**THE PROBLEM:** Return each line of the data below that contains the string "reason".

**RECORDS TO PROCESS:**
.....
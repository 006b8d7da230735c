use serde::{Deserialize, Serialize};
use std::fmt;

use super::ConfigError;

#[derive(Debug, Clone, Copy, PartialEq, Eq, Serialize, Deserialize)]
pub enum LongTaskSeverity {
    Minor,
    Moderate,
    Severe,
}

impl LongTaskSeverity {
    pub fn as_str(&self) -> &'static str {
        match self {
            LongTaskSeverity::Minor => "Minor",
            LongTaskSeverity::Moderate => "Moderate",
            LongTaskSeverity::Severe => "Severe",
        }
    }
}

impl fmt::Display for LongTaskSeverity {
    fn fmt(&self, f: &mut fmt::Formatter<'_>) -> fmt::Result {
        f.write_str(self.as_str())
    }
}

/// Cut-offs for the signals that are reported as soon as they are seen.
#[derive(Debug, Clone, PartialEq, Serialize, Deserialize)]
#[serde(rename_all = "camelCase", default)]
pub struct TriageConfig {
    /// Long tasks at or below this duration are stored but not reported.
    pub long_task_report_over_ms: f64,
    /// Upper bound (inclusive) of a minor long task.
    pub minor_max_ms: f64,
    /// Upper bound (inclusive) of a moderate long task; longer is severe.
    pub moderate_max_ms: f64,
    /// Interactions slower than this are reported; also passed to the
    /// host as the `event` channel's duration threshold.
    pub interaction_report_over_ms: f64,
    /// Input delays longer than this are reported.
    pub first_input_report_over_ms: f64,
}

impl Default for TriageConfig {
    fn default() -> Self {
        Self {
            long_task_report_over_ms: 125.0,
            minor_max_ms: 200.0,
            moderate_max_ms: 300.0,
            interaction_report_over_ms: 300.0,
            first_input_report_over_ms: 1.0,
        }
    }
}

impl TriageConfig {
    pub fn validate(&self) -> Result<(), ConfigError> {
        let values = [
            self.long_task_report_over_ms,
            self.minor_max_ms,
            self.moderate_max_ms,
            self.interaction_report_over_ms,
            self.first_input_report_over_ms,
        ];
        if values.iter().any(|v| !v.is_finite() || *v < 0.0) {
            return Err(ConfigError::InvalidTriage {
                reason: "thresholds must be finite and non-negative".into(),
            });
        }
        if !(self.long_task_report_over_ms < self.minor_max_ms
            && self.minor_max_ms < self.moderate_max_ms)
        {
            return Err(ConfigError::InvalidTriage {
                reason: format!(
                    "long-task bounds must increase (report over {}, minor up to {}, moderate up to {})",
                    self.long_task_report_over_ms, self.minor_max_ms, self.moderate_max_ms
                ),
            });
        }
        Ok(())
    }

    /// Severity of a long task, or `None` when it is short enough to stay
    /// silent.
    pub fn long_task_severity(&self, duration_ms: f64) -> Option<LongTaskSeverity> {
        if !(duration_ms > self.long_task_report_over_ms) {
            return None;
        }
        let severity = if duration_ms <= self.minor_max_ms {
            LongTaskSeverity::Minor
        } else if duration_ms <= self.moderate_max_ms {
            LongTaskSeverity::Moderate
        } else {
            LongTaskSeverity::Severe
        };
        Some(severity)
    }
}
.....
**ANSWER BOX:**
                reason: "thresholds must be finite and non-negative".into(),
                reason: format!(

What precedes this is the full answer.